* **Excerpted data**:
************

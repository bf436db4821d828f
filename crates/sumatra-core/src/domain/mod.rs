//! Domain value types.
//!
//! Nothing in this module performs I/O.  The types here are shared by the
//! text-processing code in [`crate::settings`] and by the application crate,
//! which persists them.

/// Colour settings, colour tokens and complete colour sets.
pub mod color;

/// The fixed Light/Dark/Dracula theme table.
pub mod catalog;

/// Ledger entries and snapshot file naming.
pub mod backup;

************

* **Work item**:
Transcribe the data exactly.

* **Completed exercise**:
repository bf436db4821d828f
filename crates/sumatra-core/src/domain/mod.rs
//! Domain value types.
//!
//! Nothing in this module performs I/O.  The types here are shared by the
//! text-processing code in [`crate::settings`] and by the application crate,
//! which persists them.

/// Colour settings, colour tokens and complete colour sets.
pub mod color;

/// The fixed Light/Dark/Dracula theme table.
pub mod catalog;

/// Ledger entries and snapshot file naming.
pub mod backup;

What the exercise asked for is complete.